→ EXERCISE REQUIREMENTS: Pull each line containing "payload" from the data.

**** DATASET RECORDS

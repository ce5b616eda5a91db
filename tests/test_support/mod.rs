#![allow(dead_code)]

use serde_json::json;
use std::io::{BufRead, BufReader, Write};
use std::path::{Path, PathBuf};
use std::process::{Child, ChildStdin, ChildStdout, Command, Output, Stdio};
use std::time::{SystemTime, UNIX_EPOCH};

pub fn temp_dir(prefix: &str) -> PathBuf {
    let p = std::env::temp_dir().join(format!(
        "{}-{}",
        prefix,
        SystemTime::now()
            .duration_since(UNIX_EPOCH)
            .expect("clock")
            .as_nanos()
    ));
    std::fs::create_dir_all(&p).expect("create temp dir");
    p
}

pub fn spawn_sidecar() -> (Child, ChildStdin, BufReader<ChildStdout>) {
    let exe = env!("CARGO_BIN_EXE_topicd");
    let mut child = Command::new(exe)
        .stdin(Stdio::piped())
        .stdout(Stdio::piped())
        .stderr(Stdio::null())
        .spawn()
        .expect("spawn topicd");
    let stdin = child.stdin.take().expect("child stdin");
    let stdout = child.stdout.take().expect("child stdout");
    (child, stdin, BufReader::new(stdout))
}

/// Sends one request and returns the full response envelope.
pub fn request(
    stdin: &mut ChildStdin,
    reader: &mut BufReader<ChildStdout>,
    id: &str,
    method: &str,
    params: serde_json::Value,
) -> serde_json::Value {
    let payload = json!({
        "id": id,
        "method": method,
        "params": params,
    });
    writeln!(stdin, "{}", payload).expect("write request");
    stdin.flush().expect("flush request");

    let mut line = String::new();
    reader.read_line(&mut line).expect("read response line");
    assert!(!line.trim().is_empty(), "empty response for {}", method);
    let value: serde_json::Value = serde_json::from_str(line.trim()).expect("parse response json");
    assert_eq!(value.get("id").and_then(|v| v.as_str()), Some(id));
    value
}

/// Sends one request, asserts success and returns `result`.
pub fn request_ok(
    stdin: &mut ChildStdin,
    reader: &mut BufReader<ChildStdout>,
    id: &str,
    method: &str,
    params: serde_json::Value,
) -> serde_json::Value {
    let value = request(stdin, reader, id, method, params);
    assert_eq!(
        value.get("ok").and_then(|v| v.as_bool()),
        Some(true),
        "{} failed: {}",
        method,
        value
    );
    value.get("result").cloned().unwrap_or(serde_json::Value::Null)
}

/// Sends one request, asserts failure and returns the error code.
pub fn request_err(
    stdin: &mut ChildStdin,
    reader: &mut BufReader<ChildStdout>,
    id: &str,
    method: &str,
    params: serde_json::Value,
) -> String {
    let value = request(stdin, reader, id, method, params);
    assert_eq!(
        value.get("ok").and_then(|v| v.as_bool()),
        Some(false),
        "{} unexpectedly succeeded: {}",
        method,
        value
    );
    value
        .get("error")
        .and_then(|e| e.get("code"))
        .and_then(|v| v.as_str())
        .unwrap_or("unknown")
        .to_string()
}

/// Opens a workspace and creates one topic from `input`, returning its id.
pub fn create_topic(
    stdin: &mut ChildStdin,
    reader: &mut BufReader<ChildStdout>,
    id: &str,
    input: serde_json::Value,
) -> String {
    let created = request_ok(stdin, reader, id, "topics.create", json!({ "input": input }));
    created
        .get("topicId")
        .and_then(|v| v.as_str())
        .expect("topicId")
        .to_string()
}

/// Runs the CLI with `args`, feeding `stdin_text` to it.
pub fn run_cli(args: &[&str], stdin_text: &str) -> Output {
    let exe = env!("CARGO_BIN_EXE_topicd");
    let mut child = Command::new(exe)
        .args(args)
        .stdin(Stdio::piped())
        .stdout(Stdio::piped())
        .stderr(Stdio::piped())
        .spawn()
        .expect("spawn topicd cli");
    {
        let mut stdin = child.stdin.take().expect("child stdin");
        stdin.write_all(stdin_text.as_bytes()).expect("write stdin");
    }
    child.wait_with_output().expect("cli output")
}

pub fn db_path(workspace: &Path) -> PathBuf {
    workspace.join("topics.sqlite3")
}
fn handle_topics_create(state: &mut AppState, req: &Request) -> Value {
    let conn = match db_conn(state, req) {
        Ok(c) => c,
        Err(e) => return e,
    };
    let Some(input) = req.param("input").and_then(|v| v.as_object()) else {
        return err(&req.id, "bad_params", "input must be an object", None);
    };
    let field_str = |key: &str| {
        input
            .get(key)
            .and_then(|v| v.as_str())
            .map(|s| s.trim().to_string())
            .filter(|s| !s.is_empty())
    };
    let Some(unit_id) = field_str("unitId") else {
        return err(&req.id, "bad_params", "missing input.unitId", None);
    };
    let Some(title) = field_str("title") else {
        return err(&req.id, "bad_params", "missing input.title", None);
    };

    let mut topic = Topic::new(unit_id, title);
    if let Some(v) = input.get("description") {
        topic.legacy.description = match parse_nullable_text(req, "description", v) {
            Ok(v) => v,
            Err(e) => return e,
        };
    }
    if let Some(v) = input.get("learningMaterials") {
        topic.legacy.learning_materials = match parse_materials(req, v) {
            Ok(v) => v,
            Err(e) => return e,
        };
    }
    if let Some(v) = input.get("embeddedImages").filter(|v| !v.is_null()) {
        topic.legacy.embedded_images = match decode::<Vec<EmbeddedImage>>(req, "embeddedImages", v) {
            Ok(v) => v,
            Err(e) => return e,
        };
    }
    if let Some(v) = input.get("estimatedMinutes").filter(|v| !v.is_null()) {
        topic.estimated_minutes = match parse_estimated_minutes(req, v) {
            Ok(v) => v,
            Err(e) => return e,
        };
    }
    if let Some(v) = input.get("required").filter(|v| !v.is_null()) {
        let Some(b) = v.as_bool() else {
            return err(&req.id, "bad_params", "required must be boolean", None);
        };
        topic.required = b;
    }

    if let Err(e) = db::insert_topic(conn, &topic) {
        return err(&req.id, "db_insert_failed", e.to_string(), None);
    }
    ok(&req.id, json!({ "topicId": topic.id }))
}

fn handle_topics_list(state: &mut AppState, req: &Request) -> Value {
    let conn = match db_conn(state, req) {
        Ok(c) => c,
        Err(e) => return e,
    };
    let migrated = match parse_opt_bool(req, "migrated") {
        Ok(v) => v,
        Err(e) => return e,
    };
    let filter = TopicFilter {
        unit_id: req
            .param("unitId")
            .and_then(|v| v.as_str())
            .map(str::to_string),
        migrated,
    };
    match db::list_topics(conn, &filter) {
        Ok(topics) => {
            let rows: Vec<Value> = topics.iter().map(Topic::summary_json).collect();
            ok(&req.id, json!({ "topics": rows }))
        }
        Err(e) => err(&req.id, "db_query_failed", format!("{:#}", e), None),
    }
}

fn handle_topics_open(state: &mut AppState, req: &Request) -> Value {
    let conn = match db_conn(state, req) {
        Ok(c) => c,
        Err(e) => return e,
    };
    let topic_id = match required_str(req, "topicId") {
        Ok(v) => v,
        Err(e) => return e,
    };
    let topic = match load_topic(conn, req, &topic_id) {
        Ok(t) => t,
        Err(e) => return e,
    };
    let settings = match content_settings(conn, req) {
        Ok(v) => v,
        Err(e) => return e,
    };
    ok(&req.id, json!({ "topic": topic.to_json(settings.words_per_minute) }))
}

fn apply_topic_patch(req: &Request, topic: &mut Topic, patch: &Map<String, Value>) -> Result<(), Value> {
    for (k, v) in patch {
        match k.as_str() {
            "title" => {
                let title = v.as_str().map(str::trim).unwrap_or_default();
                if title.is_empty() {
                    return Err(err(&req.id, "bad_params", "title must be a non-empty string", None));
                }
                topic.title = title.to_string();
            }
            "estimatedMinutes" => topic.estimated_minutes = parse_estimated_minutes(req, v)?,
            "required" => {
                topic.required = v
                    .as_bool()
                    .ok_or_else(|| err(&req.id, "bad_params", "required must be boolean", None))?;
            }
            "description" | "learningMaterials" | "embeddedImages" if topic.is_unified() => {
                return Err(err(
                    &req.id,
                    "read_only",
                    format!("{} is read-only once a topic is migrated", k),
                    None,
                ));
            }
            "description" => topic.legacy.description = parse_nullable_text(req, k, v)?,
            "learningMaterials" => topic.legacy.learning_materials = parse_materials(req, v)?,
            "embeddedImages" => {
                topic.legacy.embedded_images = if v.is_null() {
                    Vec::new()
                } else {
                    decode(req, k, v)?
                };
            }
            _ => {
                return Err(err(
                    &req.id,
                    "bad_params",
                    format!("unknown topic field: {}", k),
                    None,
                ))
            }
        }
    }
    Ok(())
}

fn handle_topics_update(state: &mut AppState, req: &Request) -> Value {
    let conn = match db_conn(state, req) {
        Ok(c) => c,
        Err(e) => return e,
    };
    let topic_id = match required_str(req, "topicId") {
        Ok(v) => v,
        Err(e) => return e,
    };
    let Some(patch) = req.param("patch").and_then(|v| v.as_object()) else {
        return err(&req.id, "bad_params", "patch must be an object", None);
    };
    let mut topic = match load_topic(conn, req, &topic_id) {
        Ok(t) => t,
        Err(e) => return e,
    };
    if let Err(e) = apply_topic_patch(req, &mut topic, patch) {
        return e;
    }
    topic.updated_at = now_rfc3339();
    if let Err(e) = db::save_topic_legacy(conn, &topic) {
        return err(&req.id, "db_update_failed", e.to_string(), None);
    }
    ok(&req.id, json!({ "ok": true }))
}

********

→ OUTPUT BELOW:
    let payload = json!({
    writeln!(stdin, "{}", payload).expect("write request");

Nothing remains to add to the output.